**Exercise instructions**. Read the records beneath this task and copy every line that contains the string "CrosstermEvent".

(Saved data entries)

//! Event system — crossterm event reader running in a background task.
//!
//! Produces terminal events (key, mouse, resize) plus tick/render
//! events at configurable intervals via `tokio::sync::mpsc`.

use std::time::Duration;

use crossterm::event::{Event as CrosstermEvent, EventStream, KeyEvent, KeyEventKind, MouseEvent};
use futures::StreamExt;
use tokio::sync::mpsc;
use tokio_util::sync::CancellationToken;

/// Events produced by the terminal event reader.
#[derive(Debug)]
pub enum Event {
    /// A key was pressed.
    Key(KeyEvent),
    /// A mouse action occurred.
    Mouse(MouseEvent),
    /// Terminal was resized to (cols, rows).
    Resize(u16, u16),
    /// Periodic tick for notification expiry and spinner animation.
    Tick,
    /// Render tick (~30 FPS).
    Render,
}

/// Reads terminal events in a background task and sends them over a
/// channel.
pub struct EventReader {
    rx: mpsc::UnboundedReceiver<Event>,
    cancel: CancellationToken,
}

impl EventReader {
    /// Spawn the background event reader.
    ///
    /// - `tick_rate`: interval for `Event::Tick` (e.g., 250ms = 4 Hz)
    /// - `render_rate`: interval for `Event::Render` (e.g., 33ms ≈ 30 FPS)
    pub fn new(tick_rate: Duration, render_rate: Duration) -> Self {
        let (tx, rx) = mpsc::unbounded_channel();
        let cancel = CancellationToken::new();

        let task_cancel = cancel.clone();
        tokio::spawn(async move {
            let mut event_stream = EventStream::new();
            let mut tick_interval = tokio::time::interval(tick_rate);
            let mut render_interval = tokio::time::interval(render_rate);

            // Don't burst ticks if we fall behind
            tick_interval.set_missed_tick_behavior(tokio::time::MissedTickBehavior::Skip);
            render_interval.set_missed_tick_behavior(tokio::time::MissedTickBehavior::Skip);

            loop {
                let event = tokio::select! {
                    _ = task_cancel.cancelled() => break,

                    _ = tick_interval.tick() => Event::Tick,

                    _ = render_interval.tick() => Event::Render,

                    Some(Ok(crossterm_event)) = event_stream.next() => {
                        match crossterm_event {
                            CrosstermEvent::Key(key) if key.kind == KeyEventKind::Press => {
                                Event::Key(key)
                            }
                            CrosstermEvent::Mouse(mouse) => Event::Mouse(mouse),
                            CrosstermEvent::Resize(w, h) => Event::Resize(w, h),
                            // Ignore key release/repeat and other event types
                            _ => continue,
                        }
                    }
                };

                // If the receiver is dropped, stop.
                if tx.send(event).is_err() {
                    break;
                }
            }
        });

        Self { rx, cancel }
    }

    /// Receive the next event. Returns `None` if the reader has stopped.
    pub async fn next(&mut self) -> Option<Event> {
        self.rx.recv().await
    }

    /// Signal the background reader to stop.
    pub fn stop(&self) {
        self.cancel.cancel();
    }
}

impl Drop for EventReader {
    fn drop(&mut self) {
        self.cancel.cancel();
    }
}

**Result of the task**.
use crossterm::event::{Event as CrosstermEvent, EventStream, KeyEvent, KeyEventKind, MouseEvent};
                            CrosstermEvent::Key(key) if key.kind == KeyEventKind::Press => {
                            CrosstermEvent::Mouse(mouse) => Event::Mouse(mouse),
                            CrosstermEvent::Resize(w, h) => Event::Resize(w, h),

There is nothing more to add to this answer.